As for Fedora Core being a problem distro, I have had no problems with it. the only thing I run is Boinc on it and nothing else, so my Linux knowledge is not great as I just installed the distro and with a few tweaks everything works for what I need. If I knew how to upgrade the distro I would like to try FC5, but if it isn't broke why change it?
Your knowledge of Linux of any type far surpasses what I know.

____________
daniele
Volunteer tester

Joined: Oct 23 06
Posts: 86
ID: 190
Credit: 6,702
RAC: 0
Message 1327 - Posted 9 Nov 2006 3:27:52 UTC - in response to Message ID 1320 .
Last modified: 9 Nov 2006 3:28:24 UTC

When I started this project the 'fix' for getting Linux to work on most distros was to add the 'ulimit -s unlimited' parameter to the 'run_manager' file.
This worked on my single core dual processor AMD 848 when I restarted Boinc and processed workunits fine.


Hi Conan :)
Don't know why, probably it's a difference between debian package and Fedora's one. It's not rare for debian mantainers adding or removing something from packages, for example I don't have a run_manager script, and I run the client with the boinc user. Anyway, if you are happy with FC and I'm happy with a debian-based distro, we could be friends as well. :)
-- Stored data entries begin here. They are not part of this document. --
impl GuildPlayer {
    fn spawn(guild_id: GuildId, deps: Arc<Collaborators>) -> GuildHandle {
        let (tx, rx) = flume::unbounded();
        let player = Self {
            guild_id,
            deps,
            tx: tx.clone(),
            state: PlayerState::Idle,
            session: None,
            current: None,
            generation: 0,
            drain_epoch: 0,
            text_channel: None,
        };

        tokio::spawn(player.run(rx));
        debug!("Started playback loop for guild {}", guild_id);

        GuildHandle { guild_id, tx }
    }

    async fn run(mut self, rx: flume::Receiver<GuildMessage>) {
        while let Ok(message) = rx.recv_async().await {
            self.dispatch(message).await;
        }
    }

    async fn dispatch(&mut self, message: GuildMessage) {
        match message {
            GuildMessage::Play(request, reply) => {
                let _ = reply.send(self.play(request).await);
            }
            GuildMessage::Pause(reply) => {
                let _ = reply.send(self.pause().await);
            }
            GuildMessage::Resume(reply) => {
                let _ = reply.send(self.resume().await);
            }
            GuildMessage::Skip(reply) => {
                let _ = reply.send(self.skip().await);
            }
            GuildMessage::Restart(reply) => {
                let _ = reply.send(self.restart().await);
            }
            GuildMessage::Stop(reply) => {
                self.stop().await;
                let _ = reply.send(());
            }
            GuildMessage::Status(reply) => {
                let _ = reply.send(self.status());
            }
            GuildMessage::SessionLost => self.session_lost().await,
            GuildMessage::TrackEnded { generation, error } => {
                self.track_ended(generation, error).await
            }
            GuildMessage::IdleElapsed { epoch } => self.idle_elapsed(epoch).await,
        }
    }

    async fn play(&mut self, request: PlayRequest) -> Result<PlayOutcome, PlaybackError> {
        let Some(voice_channel) = request.voice_channel else {
            return Err(PlaybackError::NoVoiceChannel(
                "requester is not in a voice channel".to_string(),
            ));
        };
        self.text_channel = Some(request.text_channel);

        match self.state {
            PlayerState::Playing | PlayerState::Paused => {
                self.deps
                    .store
                    .enqueue(self.guild_id, TrackRequest::new(request.url));
                let position = self.deps.store.len(self.guild_id);
                info!("📋 Queued at position {} in guild {}", position, self.guild_id);
                Ok(PlayOutcome::Queued { position })
            }
            PlayerState::Idle | PlayerState::Draining => {
                match self
                    .start(TrackRequest::new(request.url), Some(voice_channel))
                    .await
                {
                    Ok(track) => Ok(PlayOutcome::Started(track)),
                    Err(e) => {
                        warn!("❌ Could not start playback in guild {}: {}", self.guild_id, e);
                        // A pending idle window keeps its own session
                        if self.state == PlayerState::Idle {
                            self.teardown().await;
                        }
                        Err(e)
                    }
                }
            }
        }
    }

    /// Resolves and starts `request`. On error the state is left unchanged.
    async fn start(
        &mut self,
        request: TrackRequest,
        voice_channel: Option<ChannelId>,
    ) -> Result<ResolvedTrack, PlaybackError> {
        let track =
            match tokio::time::timeout(RESOLVE_DEADLINE, self.deps.resolver.resolve(&request.url))
                .await
            {
                Ok(resolved) => resolved?,
                Err(_) => {
                    return Err(ResolutionError::Timeout {
                        url: request.url.clone(),
                        after: RESOLVE_DEADLINE,
                    }
                    .into())
                }
            };
        let session = self.ensure_session(voice_channel).await?;

        self.generation += 1;
        let hook = CompletionHook::new(self.tx.clone(), self.generation);
        session.play(&track.stream_url, hook).await?;

        info!("🎵 Now playing in guild {}: {}", self.guild_id, track.title);
        self.state = PlayerState::Playing;
        self.current = Some(NowPlaying {
            request,
            track: track.clone(),
        });
        Ok(track)
    }

    async fn ensure_session(
        &mut self,
        voice_channel: Option<ChannelId>,
    ) -> Result<Arc<dyn VoiceSession>, PlaybackError> {
        if let Some(session) = &self.session {
            if session.is_connected().await {
                return Ok(session.clone());
            }
        }

        let channel_id = voice_channel.ok_or_else(|| {
            PlaybackError::NoVoiceChannel("voice connection lost".to_string())
        })?;
        let session = self.deps.transport.connect(self.guild_id, channel_id).await?;
        self.session = Some(session.clone());
        Ok(session)
    }

    async fn pause(&mut self) -> Result<bool, PlaybackError> {
        if self.state != PlayerState::Playing {
            return Ok(false);
        }
        let Some(session) = self.session.clone() else {
            return Ok(false);
        };
        // The track may have ended with its completion still in the channel
        if !session.is_playing().await {
            return Ok(false);
        }

        session.pause().await?;
        self.state = PlayerState::Paused;
        info!("⏸️ Paused in guild {}", self.guild_id);
        Ok(true)
    }

    async fn resume(&mut self) -> Result<bool, PlaybackError> {
        if self.state != PlayerState::Paused {
            return Ok(false);
        }
        let Some(session) = self.session.clone() else {
            return Ok(false);
        };
        if !session.is_paused().await {
            return Ok(false);
        }

        session.resume().await?;
        self.state = PlayerState::Playing;
        info!("▶️ Resumed in guild {}", self.guild_id);
        Ok(true)
    }

    /// Stopping the source is enough: its completion drives the advance.
    async fn skip(&mut self) -> Result<bool, PlaybackError> {
        if self.state != PlayerState::Playing {
            return Ok(false);
        }
        let Some(session) = self.session.clone() else {
            return Ok(false);
        };
        if !session.is_playing().await {
            return Ok(false);
        }

        info!("⏭️ Skipping in guild {}", self.guild_id);
        session.stop().await;
        Ok(true)
    }

    async fn restart(&mut self) -> Result<bool, PlaybackError> {
        if !matches!(self.state, PlayerState::Playing | PlayerState::Paused) {
            return Ok(false);
        }
        let (Some(session), Some(current)) = (self.session.clone(), self.current.as_ref()) else {
            return Ok(false);
        };

        info!("🔁 Restarting {} in guild {}", current.track.title, self.guild_id);
        self.deps
            .store
            .requeue_front(self.guild_id, current.request.clone());
        session.stop().await;
        Ok(true)
    }

    async fn stop(&mut self) {
        // The stopped track's completion must not advance anything
        self.generation += 1;
        self.drain_epoch += 1;
        self.deps.store.clear(self.guild_id);
        self.teardown().await;
        info!("⏹️ Stopped and cleared queue in guild {}", self.guild_id);
    }

    fn status(&self) -> PlayerStatus {
        PlayerStatus {
            state: self.state,
            current: self.current.as_ref().map(|now| now.track.clone()),
            pending: self.deps.store.len(self.guild_id),
        }
    }

    async fn session_lost(&mut self) {
        let Some(session) = self.session.clone() else {
            return;
        };
        // A reconnect may have replaced the session the event was about
        if session.is_connected().await {
            return;
        }

        info!("🔌 Voice connection closed externally in guild {}", self.guild_id);
        self.generation += 1;
        self.drain_epoch += 1;
        self.deps.store.clear(self.guild_id);
        self.session = None;
        self.current = None;
        self.state = PlayerState::Idle;
    }

    async fn track_ended(&mut self, generation: u64, error: Option<String>) {
        if generation != self.generation
            || !matches!(self.state, PlayerState::Playing | PlayerState::Paused)
        {
            debug!(
                "Ignoring stale completion {} (current {}, {:?}) in guild {}",
                generation, self.generation, self.state, self.guild_id
            );
            return;
        }

        let finished = self.current.take();
        if let (Some(reason), Some(finished)) = (error, finished) {
            // No retry cap: a permanently broken stream keeps cycling here
            warn!(
                "⚠️ {} failed mid-stream in guild {}: {}. Retrying",
                finished.request.url, self.guild_id, reason
            );
            self.deps.store.requeue_front(self.guild_id, finished.request);
        }

        self.state = PlayerState::Draining;
        self.advance().await;
    }

    async fn advance(&mut self) {
        let Some(next) = self.deps.store.dequeue_front(self.guild_id) else {
            self.begin_idle_window().await;
            return;
        };

        let url = next.url.clone();
        match self.start(next, None).await {
            Ok(track) => self.announce(Notice::NowPlaying(track)).await,
            Err(e) => {
                error!("❌ Could not play {} in guild {}: {}", url, self.guild_id, e);
                self.announce(Notice::PlaybackFailed {
                    url,
                    reason: e.user_message(),
                })
                .await;
                self.teardown().await;
            }
        }
    }

    async fn begin_idle_window(&mut self) {
        self.state = PlayerState::Draining;
        self.drain_epoch += 1;

        let epoch = self.drain_epoch;
        let timeout = self.deps.idle_timeout;
        let tx = self.tx.clone();
        tokio::spawn(async move {
            tokio::time::sleep(timeout).await;
            let _ = tx.send(GuildMessage::IdleElapsed { epoch });
        });

        info!(
            "📭 Queue empty in guild {}, leaving in {:?} unless something is queued",
            self.guild_id, timeout
        );
        self.announce(Notice::NothingQueued).await;
    }

    async fn idle_elapsed(&mut self, epoch: u64) {
        if self.state != PlayerState::Draining || epoch != self.drain_epoch {
            debug!("Ignoring stale idle timer {} in guild {}", epoch, self.guild_id);
            return;
        }

        if !self.deps.store.is_empty(self.guild_id) {
            self.advance().await;
            return;
        }

        let was_connected = match &self.session {
            Some(session) => session.is_connected().await,
            None => false,
        };
        self.teardown().await;

        if was_connected {
            info!("🚪 Idle timeout reached, left voice in guild {}", self.guild_id);
            self.announce(Notice::IdleDisconnected).await;
        }
    }

    async fn teardown(&mut self) {
        if let Some(session) = self.session.take() {
            session.stop().await;
            if let Err(e) = session.disconnect().await {
                warn!("Disconnect failed in guild {}: {}", self.guild_id, e);
            }
        }
        self.current = None;
        self.state = PlayerState::Idle;
    }

    async fn announce(&self, notice: Notice) {
        match self.text_channel {
            Some(channel_id) => {
                self.deps
                    .notifier
                    .notify(self.guild_id, channel_id, notice)
                    .await
            }
            None => debug!("No text channel for guild {}, dropping {:?}", self.guild_id, notice),
        }
    }
}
I'm not saying FC is a bad distro, it's good indeed, but I prefer more dolid and coherent "system administration structures". It's not for nothing that tools like apt are spreading in many different, non debian-based distros.
Profile suguruhirahara
Forum moderator
Volunteer tester
Avatar

Joined: Sep 13 06
Posts: 282
ID: 15
Credit: 56,614
RAC: 0
Message 1363 - Posted 10 Nov 2006 17:17:20 UTC

I crunched one result on debian via VMWare, and the result experienced 0x1 error.
http://docking.utep.edu/result.php?resultid=45124

Is there any way to avoid this error? I'm not good at commanding on linux, so please tell me around with ease. Also, could someone tell me what "ulimit -s unlimited" means and how it works in crunching d@h?

thanks,
suguruhirahara
____________

I'm a volunteer participant; my views are not necessarily those of Docking@Home or its participating institutions.

daniele
Volunteer tester

Joined: Oct 23 06
Posts: 86
ID: 190
Credit: 6,702
RAC: 0
Message 1366 - Posted 10 Nov 2006 21:00:22 UTC - in response to Message ID 1363 .
Last modified: 10 Nov 2006 21:04:55 UTC

I crunched one result on debian via VMWare, and the result experienced 0x1 error.
http://docking.utep.edu/result.php?resultid=45124

Is there any way to avoid this error? I'm not good at commanding on linux, so please tell me around with ease. Also, could someone tell me what "ulimit -s unlimited" means and how it works in crunching d@h?

thanks,
suguruhirahara


Sure, I have never used VMWare, but if it sets up a virtual debian system in which you can move as if you were in the real one, then you have installed the .deb packages for the client and the manager and now the client starts automatically when you "boot" linux. Is it right? Or do you start the client manually?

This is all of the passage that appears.